Given information
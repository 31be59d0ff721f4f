//! Marigold Orchestration
//!
//! The run state machine. Callers propose a state for a run; the
//! [`OrchestrationEngine`] evaluates the proposal against the run's
//! [`Policy`] and returns an [`Outcome`]:
//!
//! - ACCEPT: the proposed state was persisted.
//! - REJECT: a rule substituted another state, which was persisted.
//! - ABORT: nothing changed.
//! - WAIT: nothing changed; propose again after the given delay.
//!
//! Policies are ordered lists of [`OrchestrationRule`]s. Flow runs and task
//! runs each have one (see [`flow_policy`] and [`task_policy`]).

mod context;
mod engine;
mod error;
mod events;
mod locks;
mod outcome;
mod policies;
mod rule;
pub mod rules;

pub use context::{OrchestrationContext, Parameters};
pub use engine::OrchestrationEngine;
pub use error::OrchestrationError;
pub use events::{ChannelNotifier, NoopNotifier, TransitionEvent, TransitionNotifier};
pub use locks::{RunLockGuard, RunLocks};
pub use outcome::{Outcome, Status};
pub use policies::{Policy, flow_policy, late_runs_policy, policy_for, task_policy};
pub use rule::{OrchestrationRule, RuleScope, StateSet};
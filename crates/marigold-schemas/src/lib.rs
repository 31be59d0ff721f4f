//! Marigold Schemas
//!
//! This crate contains the plain data model shared by the orchestration
//! engine, the stores and the dispatch layer. Nothing here performs I/O;
//! validation of wire payloads happens before these types are built.
//!
//! - [`State`] and [`StateType`]: immutable lifecycle records for a run.
//! - [`Run`]: a flow run or task run with its denormalized current state.
//! - [`WorkPool`] / [`WorkQueue`] / [`Worker`]: dispatch topology.
//! - [`Deployment`] / [`Schedule`]: what the scheduler materializes runs from.
//! - [`ConcurrencyLimit`]: tag-scoped slot limits.
//! - [`NotificationPolicy`] / [`QueuedNotification`]: state-change notifications.

mod concurrency;
mod deployment;
mod error;
mod notification;
mod run;
mod schedule;
mod states;
mod work_pool;

pub use concurrency::ConcurrencyLimit;
pub use deployment::{Deployment, DeploymentSchedule};
pub use error::ScheduleError;
pub use notification::{DEFAULT_MESSAGE_TEMPLATE, NotificationPolicy, QueuedNotification};
pub use run::{EmpiricalPolicy, RetryDelay, Run, RunKind};
pub use schedule::Schedule;
pub use states::{State, StateDetails, StateType};
pub use work_pool::{
  DEFAULT_AGENT_WORK_POOL_NAME, DEFAULT_WORK_QUEUE_NAME, QueueFilter, WorkPool, WorkQueue, Worker,
  WorkerStatus,
};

Problem
Could every entry be given again exactly, with no line skipped?

Answer to the problem
repository 31be59d0ff721f4f
//! Marigold Orchestration
//!
//! The run state machine. Callers propose a state for a run; the
//! [`OrchestrationEngine`] evaluates the proposal against the run's
//! [`Policy`] and returns an [`Outcome`]:
//!
//! - ACCEPT: the proposed state was persisted.
//! - REJECT: a rule substituted another state, which was persisted.
//! - ABORT: nothing changed.
//! - WAIT: nothing changed; propose again after the given delay.
//!
//! Policies are ordered lists of [`OrchestrationRule`]s. Flow runs and task
//! runs each have one (see [`flow_policy`] and [`task_policy`]).

mod context;
mod engine;
mod error;
mod events;
mod locks;
mod outcome;
mod policies;
mod rule;
pub mod rules;

pub use context::{OrchestrationContext, Parameters};
pub use engine::OrchestrationEngine;
pub use error::OrchestrationError;
pub use events::{ChannelNotifier, NoopNotifier, TransitionEvent, TransitionNotifier};
pub use locks::{RunLockGuard, RunLocks};
pub use outcome::{Outcome, Status};
pub use policies::{Policy, flow_policy, late_runs_policy, policy_for, task_policy};
pub use rule::{OrchestrationRule, RuleScope, StateSet};
filename crates/marigold-schemas/src/lib.rs
repository 31be59d0ff721f4f
//! Marigold Schemas
//!
//! This crate contains the plain data model shared by the orchestration
//! engine, the stores and the dispatch layer. Nothing here performs I/O;
//! validation of wire payloads happens before these types are built.
//!
//! - [`State`] and [`StateType`]: immutable lifecycle records for a run.
//! - [`Run`]: a flow run or task run with its denormalized current state.
//! - [`WorkPool`] / [`WorkQueue`] / [`Worker`]: dispatch topology.
//! - [`Deployment`] / [`Schedule`]: what the scheduler materializes runs from.
//! - [`ConcurrencyLimit`]: tag-scoped slot limits.
//! - [`NotificationPolicy`] / [`QueuedNotification`]: state-change notifications.

mod concurrency;
mod deployment;
mod error;
mod notification;
mod run;
mod schedule;
mod states;
mod work_pool;

pub use concurrency::ConcurrencyLimit;
pub use deployment::{Deployment, DeploymentSchedule};
pub use error::ScheduleError;
pub use notification::{DEFAULT_MESSAGE_TEMPLATE, NotificationPolicy, QueuedNotification};
pub use run::{EmpiricalPolicy, RetryDelay, Run, RunKind};
pub use schedule::Schedule;
pub use states::{State, StateDetails, StateType};
pub use work_pool::{
  DEFAULT_AGENT_WORK_POOL_NAME, DEFAULT_WORK_QUEUE_NAME, QueueFilter, WorkPool, WorkQueue, Worker,
  WorkerStatus,
};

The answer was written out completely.